The sound, scratching, pulsing, throbbing quietly, closely mirrors the images, subtly changing its texture in tandem with the camera. One could imagine these gentle, rhythmically pulsing roars as the sounds one might hear inside a blood vessel.
At eight minutes, the film is consistently engaging, and the complex beauty of the compositions pulls us into the world of the film, simultaneously confined within narrow parameters and exhibiting great variety. Clearly, the film could work equally well in a theatrical screening or as an installation piece in a gallery or museum.
Like a musical composition, the film’s overall sequence is highly structured. For example, the sequence of textures at the end of the film is nearly the same as in the film’s opening, only in reverse order.

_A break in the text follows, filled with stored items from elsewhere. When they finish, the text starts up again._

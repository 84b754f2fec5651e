use std::fmt;
use std::future::Future;

use serde::Serialize;
use serializer_adapters::AdapterError;
use serializer_core::RunContext;
use serializer_storage::StoreError;
use thiserror::Error;

#[derive(Debug, Clone, Copy, PartialEq, Eq, Serialize)]
#[serde(rename_all = "snake_case")]
pub enum RunErrorKind {
    /// Network or protocol failure talking to a source.
    Transport,
    /// Read or write against the record store failed.
    Store,
    /// The run deadline passed; remaining work was skipped.
    Timeout,
    /// The run task itself died.
    Aborted,
}

/// One failed item-operation, or the timeout that ended a run.
#[derive(Debug, Clone, PartialEq, Eq, Serialize)]
pub struct RunError {
    pub source: String,
    #[serde(skip_serializing_if = "Option::is_none")]
    pub ref_id: Option<String>,
    pub kind: RunErrorKind,
    pub message: String,
}

impl RunError {
    pub fn transport(source: &str, ref_id: Option<&str>, err: &AdapterError) -> Self {
        Self::new(source, ref_id, RunErrorKind::Transport, err.to_string())
    }

    pub fn store(source: &str, ref_id: Option<&str>, err: &StoreError) -> Self {
        Self::new(source, ref_id, RunErrorKind::Store, err.to_string())
    }

    pub fn timeout(source: &str) -> Self {
        Self::new(
            source,
            None,
            RunErrorKind::Timeout,
            "scrape timeout reached".to_string(),
        )
    }

    pub fn aborted(message: impl Into<String>) -> Self {
        Self::new("*", None, RunErrorKind::Aborted, message.into())
    }

    fn new(source: &str, ref_id: Option<&str>, kind: RunErrorKind, message: String) -> Self {
        Self {
            source: source.to_string(),
            ref_id: ref_id.map(str::to_string),
            kind,
            message,
        }
    }
}

impl fmt::Display for RunError {
    fn fmt(&self, f: &mut fmt::Formatter<'_>) -> fmt::Result {
        match &self.ref_id {
            Some(ref_id) => write!(f, "{} {}: {}", self.source, ref_id, self.message),
            None => write!(f, "{}: {}", self.source, self.message),
        }
    }
}

/// Summary of one scheduler invocation. Never persisted.
#[derive(Debug, Clone, Default, PartialEq, Eq, Serialize)]
pub struct RunResult {
    pub created: usize,
    pub updated: usize,
    /// Stale stories re-fetched and still present at the source.
    pub rechecked: usize,
    /// Stale stories newly flagged deleted.
    pub marked_gone: usize,
    pub failed: usize,
    pub errors: Vec<RunError>,
}

impl RunResult {
    pub fn record(&mut self, error: RunError) {
        self.errors.push(error);
        self.failed = self.errors.len();
    }

    pub fn merge(&mut self, other: RunResult) {
        self.created += other.created;
        self.updated += other.updated;
        self.rechecked += other.rechecked;
        self.marked_gone += other.marked_gone;
        self.errors.extend(other.errors);
        self.failed = self.errors.len();
    }

    pub fn timed_out(&self) -> bool {
        self.errors.iter().any(|e| e.kind == RunErrorKind::Timeout)
    }

    /// Records a timeout unless one is already on the list.
    pub fn record_timeout(&mut self, source: &str) {
        if !self.timed_out() {
            self.record(RunError::timeout(source));
        }
    }

    pub fn is_ok(&self) -> bool {
        self.errors.is_empty()
    }

    /// `Err` whenever anything failed; the partial counts travel with the error.
    pub fn into_outcome(self) -> Result<RunResult, RunFailed> {
        if self.is_ok() {
            Ok(self)
        } else {
            Err(RunFailed { result: self })
        }
    }
}

/// Combined error of a run that recorded at least one failure.
#[derive(Debug, Clone, Error)]
#[error("scrape finished with {} error(s): {}", .result.failed, join_errors(&.result.errors))]
pub struct RunFailed {
    pub result: RunResult,
}

fn join_errors(errors: &[RunError]) -> String {
    errors
        .iter()
        .map(ToString::to_string)
        .collect::<Vec<_>>()
        .join("; ")
}

/// Awaits `fut` unless the run deadline passes first; `None` means it did.
pub(crate) async fn within_deadline<F: Future>(ctx: &RunContext, fut: F) -> Option<F::Output> {
    match ctx.deadline() {
        Some(deadline) => {
            tokio::time::timeout_at(tokio::time::Instant::from_std(deadline), fut)
                .await
                .ok()
        }
        None => Some(fut.await),
    }
}

#[cfg(test)]
mod tests {
    use super::*;

    #[test]
    fn merge_sums_counts_and_keeps_failed_in_step_with_errors() {
        let mut total = RunResult {
            created: 2,
            ..Default::default()
        };
        let mut other = RunResult {
            updated: 3,
            marked_gone: 1,
            ..Default::default()
        };
        other.record(RunError::timeout("hackernews"));
        total.merge(other);
        assert_eq!(total.created, 2);
        assert_eq!(total.updated, 3);
        assert_eq!(total.marked_gone, 1);
        assert_eq!(total.failed, 1);
    }

    #[test]
    fn failed_outcome_keeps_partial_counts() {
        let mut result = RunResult {
            created: 3,
            ..Default::default()
        };
        result.record(RunError::new(
            "hackernews",
            Some("42"),
            RunErrorKind::Store,
            "connection reset".into(),
        ));
        let err = result.into_outcome().expect_err("one error recorded");
        assert_eq!(err.result.created, 3);
        assert_eq!(
            err.to_string(),
            "scrape finished with 1 error(s): hackernews 42: connection reset"
        );
    }

    #[test]
    fn timeout_is_recorded_once() {
        let mut result = RunResult::default();
        result.record_timeout("a");
        result.record_timeout("b");
        assert_eq!(result.failed, 1);
        assert!(result.timed_out());
    }
}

The title comes from the Greek Heraclitus’ philosophical dictum that “all is flow.” It’s interesting to note that the film doesn’t actually depict a world that changes or develops over time, rather, it depicts a sequence of diverse, cyclical textures, each of which feels relatively stable in its oscillation, and some of which reappear multiple times, unchanged. It’s a vision, not of a universe in flux, but of a complex, multilayered but stable system, much like a healthy organism.
In Panta Rhei, KWA takes us for an abstract ride through a universe that may seem strange and compellingly beautiful, but which also feels as intimate and personal as our own bodies.